The phrase I've found myself using recently has been 'What makes it the case that...?' The idea is that, for example, if I have been imagining going to France, then something must make it the case that what I imagined was going to France. How innocent does this sound? It's pretty much a staple of analytical philosophy. But just pause to consider what it seems to presuppose.

The first thing we note is that answers which merely reiterate the obvious: that I am imagining going to France, seem ridiculous. But the only other way of answering the question, other than tautologously, is by providing an answer which buys one into the following:

  • That what makes it the case that some fact obtains is the obtaining of some other fact.
  • That the meaning of meaningful terms ought to be specifiable through providing necessary conditions for the obtaining of what these terms reference.

And in all honesty I can't imagine wanting to sign up to these. Why on earth should I take it as uncontroversial that my understanding of the obtaining of one fact consists in my appreciation of some other fact? Why on earth should I suppose that meaning decomposes, analytically, in this way? For technical terms introduced into the language by definition, sure; but surely not for all the language which evolved piecemeal in the diverse socio-cultural and predominantly praxical contexts in which we try and cope with the myriad different kinds of phenomena we everyday encounter and construct.
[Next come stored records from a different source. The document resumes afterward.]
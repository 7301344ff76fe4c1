//! The Dataset Store: four immutable base tables loaded once at startup.
//!
//! Tables are read from header-named UTF-8 CSV files. Only the columns the
//! metrics need are required; extra columns are ignored.
//!
//! ```text
//! orders        order_id, order_status, order_purchase_timestamp, shipping_time
//! order_items   order_id, product_id, price
//! products      product_id, product_category_name_english
//! reviews       order_id, review_score
//! ```

mod csv_source;
mod timestamp;

pub use timestamp::parse_timestamp;

use std::collections::BTreeSet;
use std::fmt;
use std::fs::File;
use std::io::Read;
use std::path::{Path, PathBuf};

use tracing::info;

use crate::model::{Category, Order, OrderItem, Product, Review};

/// Errors raised while loading the base tables. All of them are fatal.
#[derive(Debug, thiserror::Error)]
pub enum LoadError {
    #[error("Failed to open {table} table at {}: {source}", .path.display())]
    Open {
        table: TableKind,
        path: PathBuf,
        #[source]
        source: std::io::Error,
    },

    #[error("Table {table} is missing required column '{column}'")]
    MissingColumn {
        table: TableKind,
        column: &'static str,
    },

    #[error("Malformed row in {table} table: {source}")]
    Csv {
        table: TableKind,
        #[source]
        source: csv::Error,
    },

    #[error("Invalid purchase timestamp '{value}' for order {order_id}")]
    InvalidTimestamp { order_id: String, value: String },
}

pub type LoadResult<T> = Result<T, LoadError>;

/// The four base tables.
#[derive(Debug, Clone, Copy, PartialEq, Eq, Hash)]
pub enum TableKind {
    Orders,
    OrderItems,
    Products,
    Reviews,
}

impl TableKind {
    pub const ALL: [TableKind; 4] = [
        TableKind::Orders,
        TableKind::OrderItems,
        TableKind::Products,
        TableKind::Reviews,
    ];

    pub fn name(&self) -> &'static str {
        match self {
            TableKind::Orders => "orders",
            TableKind::OrderItems => "order_items",
            TableKind::Products => "products",
            TableKind::Reviews => "reviews",
        }
    }

    /// Columns that must be present in the header row.
    pub fn required_columns(&self) -> &'static [&'static str] {
        match self {
            TableKind::Orders => &[
                "order_id",
                "order_status",
                "order_purchase_timestamp",
                "shipping_time",
            ],
            TableKind::OrderItems => &["order_id", "product_id", "price"],
            TableKind::Products => &["product_id", "product_category_name_english"],
            TableKind::Reviews => &["order_id", "review_score"],
        }
    }

    /// File name used when a dataset directory is given without overrides.
    pub fn default_file_name(&self) -> &'static str {
        match self {
            TableKind::Orders => "orders_cleaned.csv",
            TableKind::OrderItems => "order_items.csv",
            TableKind::Products => "products_cleaned.csv",
            TableKind::Reviews => "order_reviews_cleaned.csv",
        }
    }
}

impl fmt::Display for TableKind {
    fn fmt(&self, f: &mut fmt::Formatter<'_>) -> fmt::Result {
        f.write_str(self.name())
    }
}

/// File locations of the four tables.
#[derive(Debug, Clone, PartialEq, Eq)]
pub struct DatasetSource {
    pub orders: PathBuf,
    pub order_items: PathBuf,
    pub products: PathBuf,
    pub reviews: PathBuf,
}

impl DatasetSource {
    /// All four tables under `dir` with their default file names.
    pub fn in_dir(dir: impl AsRef<Path>) -> Self {
        let dir = dir.as_ref();
        Self {
            orders: dir.join(TableKind::Orders.default_file_name()),
            order_items: dir.join(TableKind::OrderItems.default_file_name()),
            products: dir.join(TableKind::Products.default_file_name()),
            reviews: dir.join(TableKind::Reviews.default_file_name()),
        }
    }

    pub fn path(&self, table: TableKind) -> &Path {
        match table {
            TableKind::Orders => &self.orders,
            TableKind::OrderItems => &self.order_items,
            TableKind::Products => &self.products,
            TableKind::Reviews => &self.reviews,
        }
    }
}

/// Read-only store of the base tables.
#[derive(Debug, Clone, Default)]
pub struct DatasetStore {
    orders: Vec<Order>,
    items: Vec<OrderItem>,
    products: Vec<Product>,
    reviews: Vec<Review>,
}

impl DatasetStore {
    /// Build a store from already-materialized tables.
    pub fn from_tables(
        orders: Vec<Order>,
        items: Vec<OrderItem>,
        products: Vec<Product>,
        reviews: Vec<Review>,
    ) -> Self {
        Self {
            orders,
            items,
            products,
            reviews,
        }
    }

    /// Load all four tables from CSV files.
    pub fn load(source: &DatasetSource) -> LoadResult<Self> {
        let open = |table: TableKind| {
            let path = source.path(table);
            File::open(path).map_err(|e| LoadError::Open {
                table,
                path: path.to_path_buf(),
                source: e,
            })
        };

        let store = Self::from_readers(
            open(TableKind::Orders)?,
            open(TableKind::OrderItems)?,
            open(TableKind::Products)?,
            open(TableKind::Reviews)?,
        )?;
        info!(
            orders = store.orders.len(),
            items = store.items.len(),
            products = store.products.len(),
            reviews = store.reviews.len(),
            "dataset loaded"
        );
        Ok(store)
    }

    /// Load all four tables from CSV readers.
    pub fn from_readers<O, I, P, R>(orders: O, items: I, products: P, reviews: R) -> LoadResult<Self>
    where
        O: Read,
        I: Read,
        P: Read,
        R: Read,
    {
        Ok(Self {
            orders: csv_source::read_orders(orders)?,
            items: csv_source::read_items(items)?,
            products: csv_source::read_products(products)?,
            reviews: csv_source::read_reviews(reviews)?,
        })
    }

    pub fn orders(&self) -> &[Order] {
        &self.orders
    }

    pub fn items(&self) -> &[OrderItem] {
        &self.items
    }

    pub fn products(&self) -> &[Product] {
        &self.products
    }

    pub fn reviews(&self) -> &[Review] {
        &self.reviews
    }

    /// Distinct product categories, sorted, for the category picker.
    pub fn categories(&self) -> Vec<Category> {
        self.products
            .iter()
            .map(|p| p.category.clone())
            .collect::<BTreeSet<_>>()
            .into_iter()
            .collect()
    }

    /// Whole-day bounds of the shipping time column, for the range slider.
    ///
    /// Returns `None` when no order has a shipping time.
    pub fn shipping_time_bounds(&self) -> Option<(i64, i64)> {
        let mut times = self
            .orders
            .iter()
            .filter_map(|o| o.shipping_time)
            .filter(|t| t.is_finite());
        let first = times.next()?;
        let (min, max) = times.fold((first, first), |(lo, hi), t| (lo.min(t), hi.max(t)));
        Some((min.floor() as i64, max.ceil() as i64))
    }
}
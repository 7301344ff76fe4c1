//! CSV decoding of the base tables.

use std::io::Read;

use serde::de::DeserializeOwned;
use serde::Deserialize;

use super::{parse_timestamp, LoadError, LoadResult, TableKind};
use crate::model::{Category, Order, OrderItem, OrderStatus, Product, Review};

#[derive(Debug, Deserialize)]
struct OrderRecord {
    order_id: String,
    order_status: String,
    order_purchase_timestamp: String,
    // Unparseable values count as "not yet delivered".
    #[serde(deserialize_with = "csv::invalid_option")]
    shipping_time: Option<f64>,
}

#[derive(Debug, Deserialize)]
struct ItemRecord {
    order_id: String,
    product_id: String,
    price: f64,
}

#[derive(Debug, Deserialize)]
struct ProductRecord {
    product_id: String,
    product_category_name_english: Option<String>,
}

#[derive(Debug, Deserialize)]
struct ReviewRecord {
    order_id: String,
    review_score: u8,
}

/// Check the header row, then decode every record.
fn read_records<R: Read, T: DeserializeOwned>(table: TableKind, reader: R) -> LoadResult<Vec<T>> {
    let mut rdr = csv::ReaderBuilder::new()
        .trim(csv::Trim::All)
        .from_reader(reader);

    let headers = rdr
        .headers()
        .map_err(|source| LoadError::Csv { table, source })?
        .clone();
    for &column in table.required_columns() {
        if !headers.iter().any(|h| h == column) {
            return Err(LoadError::MissingColumn { table, column });
        }
    }

    rdr.deserialize()
        .map(|record| record.map_err(|source| LoadError::Csv { table, source }))
        .collect()
}

pub(super) fn read_orders<R: Read>(reader: R) -> LoadResult<Vec<Order>> {
    read_records::<_, OrderRecord>(TableKind::Orders, reader)?
        .into_iter()
        .map(|r| {
            let purchased_at = parse_timestamp(&r.order_purchase_timestamp).ok_or_else(|| {
                LoadError::InvalidTimestamp {
                    order_id: r.order_id.clone(),
                    value: r.order_purchase_timestamp.clone(),
                }
            })?;
            let status = r.order_status.parse::<OrderStatus>().unwrap_or_else(|e| match e {});
            Ok(Order::new(r.order_id, status, purchased_at, r.shipping_time))
        })
        .collect()
}

pub(super) fn read_items<R: Read>(reader: R) -> LoadResult<Vec<OrderItem>> {
    Ok(read_records::<_, ItemRecord>(TableKind::OrderItems, reader)?
        .into_iter()
        .map(|r| OrderItem::new(r.order_id, r.product_id, r.price))
        .collect())
}

pub(super) fn read_products<R: Read>(reader: R) -> LoadResult<Vec<Product>> {
    Ok(read_records::<_, ProductRecord>(TableKind::Products, reader)?
        .into_iter()
        .map(|r| {
            Product::new(
                r.product_id,
                Category::from_label(r.product_category_name_english.as_deref()),
            )
        })
        .collect())
}

pub(super) fn read_reviews<R: Read>(reader: R) -> LoadResult<Vec<Review>> {
    Ok(read_records::<_, ReviewRecord>(TableKind::Reviews, reader)?
        .into_iter()
        .map(|r| Review::new(r.order_id, r.review_score))
        .collect())
}
use chrono::{DateTime, Utc};
use std::convert::Infallible;
use std::fmt;
use std::str::FromStr;

use super::YearMonth;

/// Order lifecycle status.
///
/// Labels are matched exactly; anything outside the known set (including
/// other spellings such as `Canceled` or `cancelled`) is kept verbatim in
/// `Other`.
#[derive(Debug, Clone, PartialEq, Eq, Hash)]
pub enum OrderStatus {
    Created,
    Approved,
    Invoiced,
    Processing,
    Shipped,
    Delivered,
    Unavailable,
    Canceled,
    Other(String),
}

impl OrderStatus {
    pub fn as_str(&self) -> &str {
        match self {
            OrderStatus::Created => "created",
            OrderStatus::Approved => "approved",
            OrderStatus::Invoiced => "invoiced",
            OrderStatus::Processing => "processing",
            OrderStatus::Shipped => "shipped",
            OrderStatus::Delivered => "delivered",
            OrderStatus::Unavailable => "unavailable",
            OrderStatus::Canceled => "canceled",
            OrderStatus::Other(label) => label,
        }
    }

    /// Canceled orders are what the refund metrics count.
    pub fn is_refund(&self) -> bool {
        matches!(self, OrderStatus::Canceled)
    }
}

impl FromStr for OrderStatus {
    type Err = Infallible;

    fn from_str(s: &str) -> Result<Self, Self::Err> {
        let status = match s.trim() {
            "created" => OrderStatus::Created,
            "approved" => OrderStatus::Approved,
            "invoiced" => OrderStatus::Invoiced,
            "processing" => OrderStatus::Processing,
            "shipped" => OrderStatus::Shipped,
            "delivered" => OrderStatus::Delivered,
            "unavailable" => OrderStatus::Unavailable,
            "canceled" => OrderStatus::Canceled,
            _ => OrderStatus::Other(s.trim().to_string()),
        };
        Ok(status)
    }
}

impl fmt::Display for OrderStatus {
    fn fmt(&self, f: &mut fmt::Formatter<'_>) -> fmt::Result {
        f.write_str(self.as_str())
    }
}

/// An order header.
#[derive(Debug, Clone, PartialEq)]
pub struct Order {
    pub order_id: String,
    pub status: OrderStatus,
    pub purchased_at: DateTime<Utc>,
    /// Days from purchase to delivery; `None` while delivery is incomplete.
    pub shipping_time: Option<f64>,
}

impl Order {
    pub fn new(
        order_id: impl Into<String>,
        status: OrderStatus,
        purchased_at: DateTime<Utc>,
        shipping_time: Option<f64>,
    ) -> Self {
        Self {
            order_id: order_id.into(),
            status,
            purchased_at,
            shipping_time,
        }
    }

    pub fn purchase_month(&self) -> YearMonth {
        YearMonth::of(&self.purchased_at)
    }
}
//! Tests for the refund metrics.

#[path = "../common/mod.rs"]
mod common;

use common::{ctx, marketplace_store, StoreBuilder};
use orderlens::metrics::ScoreCount;
use orderlens::prelude::*;

fn counts(result: MetricResult<orderlens::metrics::ReviewDistribution>) -> Vec<(u8, u64)> {
    result
        .into_data()
        .unwrap()
        .counts
        .into_iter()
        .map(|ScoreCount { score, count }| (score, count))
        .collect()
}

#[test]
fn test_canceled_toys_in_review_range() {
    let store = StoreBuilder::new()
        .product("p1", Some("Toys"))
        .order("o1", "canceled", "2023-02-01", None)
        .order("o2", "canceled", "2023-02-03", None)
        .item("o1", "p1", 10.0)
        .item("o2", "p1", 12.0)
        .review("o1", 2)
        .review("o2", 4)
        .build();

    let result = refund_review_distribution(
        &ctx(FilterParams::default().with_review_score(3, 5)),
        &store,
    );
    assert_eq!(counts(result), vec![(1, 0), (2, 0), (3, 0), (4, 1), (5, 0)]);
}

#[test]
fn test_distribution_counts_every_reviewed_refund_row() {
    let store = marketplace_store();
    let full = refund_review_distribution(&FilterContext::default(), &store)
        .into_data()
        .unwrap();
    assert_eq!(full.total(), 5);
    assert_eq!(full.count(1), Some(2));
    assert_eq!(full.count(2), Some(2));
    assert_eq!(full.count(4), Some(1));

    let narrowed = refund_review_distribution(
        &ctx(FilterParams::default().with_review_score(2, 5)),
        &store,
    )
    .into_data()
    .unwrap();
    assert_eq!(narrowed.total(), 3);
    let scores: Vec<u8> = narrowed.counts.iter().map(|c| c.score).collect();
    assert_eq!(scores, vec![1, 2, 3, 4, 5]);
}

#[test]
fn test_distribution_empty_when_range_excludes_all() {
    let store = marketplace_store();
    let result = refund_review_distribution(
        &ctx(FilterParams::default().with_review_score(5, 5)),
        &store,
    );
    assert!(result.is_empty());
}

#[test]
fn test_refunds_by_category() {
    let store = marketplace_store();
    let rows = refunds_by_category(&FilterContext::default(), &store)
        .into_data()
        .unwrap();
    let pairs: Vec<(String, u64)> = rows
        .iter()
        .map(|r| (r.category.to_string(), r.refunds))
        .collect();
    assert_eq!(
        pairs,
        vec![("toys".to_string(), 2), ("books".to_string(), 1)]
    );

    let top1 = refunds_by_category(&ctx(FilterParams::default().with_top_n(1)), &store)
        .into_data()
        .unwrap();
    assert_eq!(top1.len(), 1);
}

#[test]
fn test_refunds_ignore_shipping_range() {
    let store = marketplace_store();
    let ctx = ctx(FilterParams::default().with_shipping_time(0.0, 1.0));
    assert_eq!(
        refunds_by_category(&ctx, &store),
        refunds_by_category(&FilterContext::default(), &store)
    );
}

#[test]
fn test_refunds_compose_with_category_filter() {
    let store = marketplace_store();
    let rows = refunds_by_category(
        &ctx(FilterParams::default().with_categories(["books"])),
        &store,
    )
    .into_data()
    .unwrap();
    assert_eq!(rows.len(), 1);
    assert_eq!(rows[0].refunds, 1);

    let none = refunds_by_category(
        &ctx(FilterParams::default().with_categories(["electronics"])),
        &store,
    );
    assert_eq!(none, MetricResult::Empty);
}

#[test]
fn test_no_canceled_orders() {
    let store = StoreBuilder::new()
        .product("p1", Some("toys"))
        .order("o1", "delivered", "2023-01-01", Some(1.0))
        .item("o1", "p1", 5.0)
        .review("o1", 5)
        .build();
    assert!(refunds_by_category(&FilterContext::default(), &store).is_empty());
    assert!(refund_review_distribution(&FilterContext::default(), &store).is_empty());
}
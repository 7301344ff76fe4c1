//! Tests for filter validation.

use orderlens::filter::{
    CategoryFilter, FilterContext, FilterParams, ScoreRange, ShippingRange, ALL_CATEGORIES,
    DEFAULT_TOP_N,
};
use orderlens::model::Category;

#[test]
fn test_default_context() {
    let ctx = FilterContext::default();
    assert_eq!(ctx.top_n(), DEFAULT_TOP_N);
    assert_eq!(ctx.categories(), &CategoryFilter::All);
    assert_eq!(ctx.shipping_time(), ShippingRange::UNBOUNDED);
    assert_eq!(ctx.review_score(), ScoreRange::FULL);
}

#[test]
fn test_non_positive_top_n_resets_to_default() {
    for top_n in [0, -1, i64::MIN] {
        let ctx = FilterContext::new(FilterParams::default().with_top_n(top_n));
        assert_eq!(ctx.top_n(), DEFAULT_TOP_N);
    }
}

#[test]
fn test_top_n_has_no_upper_bound() {
    let ctx = FilterContext::new(FilterParams::default().with_top_n(250));
    assert_eq!(ctx.top_n(), 250);
}

#[test]
fn test_all_categories_sentinel_wins() {
    let filter = CategoryFilter::from_selection(["toys", ALL_CATEGORIES]);
    assert_eq!(filter, CategoryFilter::All);
    assert!(filter.allows(&Category::Unknown));
}

#[test]
fn test_empty_selection_is_unrestricted() {
    let ctx = FilterContext::new(FilterParams::default().with_categories(Vec::<String>::new()));
    assert_eq!(ctx.categories(), &CategoryFilter::All);
}

#[test]
fn test_blank_selection_entries_are_skipped() {
    let filter = CategoryFilter::from_selection(["", "  ", "toys"]);
    assert!(filter.allows(&Category::from("toys")));
    assert!(!filter.allows(&Category::Unknown));

    assert_eq!(CategoryFilter::from_selection([""]), CategoryFilter::All);
}

#[test]
fn test_subset_matches_exact_labels() {
    let filter = CategoryFilter::from_selection(["toys", "books"]);
    assert!(filter.allows(&Category::from("toys")));
    assert!(!filter.allows(&Category::from("Toys")));
    assert!(!filter.allows(&Category::Unknown));
}

#[test]
fn test_inverted_shipping_range_is_swapped() {
    let range = ShippingRange::new(20.0, 5.0);
    assert_eq!((range.min(), range.max()), (5.0, 20.0));
    assert!(range.contains(5.0));
    assert!(range.contains(20.0));
    assert!(!range.contains(20.5));
}

#[test]
fn test_inverted_review_range_is_swapped() {
    let ctx = FilterContext::new(FilterParams::default().with_review_score(4, 2));
    let range = ctx.review_score();
    assert_eq!((range.min(), range.max()), (2, 4));
    assert!(range.contains(3));
    assert!(!range.contains(5));
}

#[test]
fn test_review_range_is_clamped() {
    let range = ScoreRange::new(0, 9);
    assert_eq!(range, ScoreRange::FULL);
}
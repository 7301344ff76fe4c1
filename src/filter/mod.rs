//! The Filter Context: an immutable, validated snapshot of the user's filter
//! selection.
//!
//! Raw values coming from the UI are corrected here rather than rejected, so
//! the metric layer never sees a non-positive top-N or an inverted range.

use std::collections::BTreeSet;

use serde::Serialize;
use tracing::{debug, warn};

use crate::model::Category;

/// Top-N used when none (or an invalid one) is supplied.
pub const DEFAULT_TOP_N: usize = 10;

/// Selection entry meaning "no category restriction".
pub const ALL_CATEGORIES: &str = "All Categories";

/// Lowest and highest review scores.
pub const MIN_REVIEW_SCORE: u8 = 1;
pub const MAX_REVIEW_SCORE: u8 = 5;

/// Raw filter values as the UI hands them over.
#[derive(Debug, Clone, PartialEq)]
pub struct FilterParams {
    pub top_n: i64,
    pub categories: Vec<String>,
    /// Inclusive shipping-time bounds in days. `None` means unbounded.
    pub shipping_time: Option<(f64, f64)>,
    /// Inclusive review-score bounds. `None` means 1..=5.
    pub review_score: Option<(i64, i64)>,
}

impl Default for FilterParams {
    fn default() -> Self {
        Self {
            top_n: DEFAULT_TOP_N as i64,
            categories: vec![ALL_CATEGORIES.to_string()],
            shipping_time: None,
            review_score: None,
        }
    }
}

impl FilterParams {
    pub fn with_top_n(mut self, top_n: i64) -> Self {
        self.top_n = top_n;
        self
    }

    pub fn with_categories<I, S>(mut self, categories: I) -> Self
    where
        I: IntoIterator<Item = S>,
        S: Into<String>,
    {
        self.categories = categories.into_iter().map(Into::into).collect();
        self
    }

    pub fn with_shipping_time(mut self, min: f64, max: f64) -> Self {
        self.shipping_time = Some((min, max));
        self
    }

    pub fn with_review_score(mut self, min: i64, max: i64) -> Self {
        self.review_score = Some((min, max));
        self
    }
}

/// Which product categories participate.
#[derive(Debug, Clone, PartialEq, Eq, Serialize)]
#[serde(rename_all = "snake_case")]
pub enum CategoryFilter {
    All,
    Subset(BTreeSet<Category>),
}

impl CategoryFilter {
    /// Interpret a multiselect value. An empty selection, or one containing
    /// the "All Categories" entry, is unrestricted. Blank entries are skipped.
    pub fn from_selection<I, S>(selection: I) -> Self
    where
        I: IntoIterator<Item = S>,
        S: AsRef<str>,
    {
        let mut subset = BTreeSet::new();
        for label in selection {
            let label = label.as_ref();
            if label == ALL_CATEGORIES {
                return CategoryFilter::All;
            }
            subset.extend(Category::from_selection(label));
        }
        if subset.is_empty() {
            CategoryFilter::All
        } else {
            CategoryFilter::Subset(subset)
        }
    }

    pub fn allows(&self, category: &Category) -> bool {
        match self {
            CategoryFilter::All => true,
            CategoryFilter::Subset(subset) => subset.contains(category),
        }
    }
}

/// Inclusive shipping-time range in days.
#[derive(Debug, Clone, Copy, PartialEq, Serialize)]
pub struct ShippingRange {
    min: f64,
    max: f64,
}

impl ShippingRange {
    pub const UNBOUNDED: ShippingRange = ShippingRange {
        min: f64::NEG_INFINITY,
        max: f64::INFINITY,
    };

    /// NaN endpoints are unbounded on their side; inverted bounds are swapped.
    pub fn new(min: f64, max: f64) -> Self {
        let min = if min.is_nan() { f64::NEG_INFINITY } else { min };
        let max = if max.is_nan() { f64::INFINITY } else { max };
        if min > max {
            debug!(min, max, "swapping inverted shipping time range");
            Self { min: max, max: min }
        } else {
            Self { min, max }
        }
    }

    pub fn min(&self) -> f64 {
        self.min
    }

    pub fn max(&self) -> f64 {
        self.max
    }

    pub fn contains(&self, days: f64) -> bool {
        days >= self.min && days <= self.max
    }
}

impl Default for ShippingRange {
    fn default() -> Self {
        Self::UNBOUNDED
    }
}

/// Inclusive review-score range, always within 1..=5.
#[derive(Debug, Clone, Copy, PartialEq, Eq, Serialize)]
pub struct ScoreRange {
    min: u8,
    max: u8,
}

impl ScoreRange {
    pub const FULL: ScoreRange = ScoreRange {
        min: MIN_REVIEW_SCORE,
        max: MAX_REVIEW_SCORE,
    };

    /// Bounds are clamped into 1..=5, then swapped if inverted.
    pub fn new(min: i64, max: i64) -> Self {
        let clamp = |v: i64| v.clamp(MIN_REVIEW_SCORE as i64, MAX_REVIEW_SCORE as i64) as u8;
        let (min, max) = (clamp(min), clamp(max));
        if min > max {
            debug!(min, max, "swapping inverted review score range");
            Self { min: max, max: min }
        } else {
            Self { min, max }
        }
    }

    pub fn min(&self) -> u8 {
        self.min
    }

    pub fn max(&self) -> u8 {
        self.max
    }

    pub fn contains(&self, score: u8) -> bool {
        (self.min..=self.max).contains(&score)
    }
}

impl Default for ScoreRange {
    fn default() -> Self {
        Self::FULL
    }
}

/// Validated filter selection threaded through every metric.
#[derive(Debug, Clone, PartialEq, Serialize)]
pub struct FilterContext {
    top_n: usize,
    categories: CategoryFilter,
    shipping_time: ShippingRange,
    review_score: ScoreRange,
}

impl FilterContext {
    pub fn new(params: FilterParams) -> Self {
        let top_n = match usize::try_from(params.top_n) {
            Ok(n) if n > 0 => n,
            _ => {
                warn!(
                    top_n = params.top_n,
                    fallback = DEFAULT_TOP_N,
                    "top_n must be positive, using default"
                );
                DEFAULT_TOP_N
            }
        };

        Self {
            top_n,
            categories: CategoryFilter::from_selection(&params.categories),
            shipping_time: params
                .shipping_time
                .map(|(min, max)| ShippingRange::new(min, max))
                .unwrap_or_default(),
            review_score: params
                .review_score
                .map(|(min, max)| ScoreRange::new(min, max))
                .unwrap_or_default(),
        }
    }

    pub fn top_n(&self) -> usize {
        self.top_n
    }

    pub fn categories(&self) -> &CategoryFilter {
        &self.categories
    }

    pub fn shipping_time(&self) -> ShippingRange {
        self.shipping_time
    }

    pub fn review_score(&self) -> ScoreRange {
        self.review_score
    }
}

impl Default for FilterContext {
    fn default() -> Self {
        Self::new(FilterParams::default())
    }
}

impl From<FilterParams> for FilterContext {
    fn from(params: FilterParams) -> Self {
        Self::new(params)
    }
}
In this respect it is instructive to compare and contrast a Ryleian or Wittgensteinian understanding of the relation between mind and behaviour, and that provided by a logical behaviourist. The contrast is interesting, I believe, not because of the content of the analysis, not because of the metaphysics, but rather because of the different metaphilosophical assumptions that the analyses illluminate.

So the behaviourist takes it that what makes it the case that Henry wants an apple is that Henry is disposed in certain situations to procure and eat an apple. There is the one set of facts: desires for apples, and another set: actions on apples. The former is to be explicated in terms of the latter. What I think is interesting here is not the connection with behaviour per se, but rather the reductionism. We spell out facts about the former with reference to facts about the latter.

The Ryleian is also interested in the non-contingent relations between desires and apple-grabbing behaviour. But when Ryle writes there is (I believe) no attempt to spell out 'what makes it the case that' Henry wants an apple. It might well be specified that, if we are in good faith to continue to consider ourselves rational beings, we must accept that, if someone wants an apple then they will ceteris paribus go and get one. That is, it will be incumbent on anyone wishing to doubt Henry's desire, despite his apple-grabbing behaviour, to provide us with the kinds of contextually specific, most-probably unspecifiable-in-advance or in-general, defeating conditions of the ascription before such a douubt could be couselled as rational. But the preservation here of this very idea of being held 'innocent until proven guilty' (i.e. we need to provide what will be counted as valid defeating conditions, in these particular and possibly unformulable instances) shows how far we are here from a reductive analysis.

For Ryle and Wittgenstein, there is then no 'what makes it possible that...?', no form of question which like this seems to tacitly suggest that were it not for something else which we (somehow, miraculously) can just see is perfectly possible, we should be required to baulk at the very idea of the obtaining of the fact for which an analysis is being sought. They will tell us what further facts (about behaviour) we can rationally expect - what facts determine what couts as a 'rational expectation' here - given the one (about mind) which is being considered, but will not tell us what the further facts are which 'make it the case that' the former obtains.

'What makes it the case that...?' must therefore join what for me is an ever-increasing rubbish bin of philosophical tropes which smuggle in quite optional and questionable metaphysical assumptions - tropes such as 'How is it possible that?', and I suspect the very idea of 'conditions of possibility'. After all, doesn't this idea too seem to encourage the notion that facts must wait on other (albeit grander) facts? (Conditions of impossibility, sure, but specifiable conditions of possibility?) But this must wait for another day.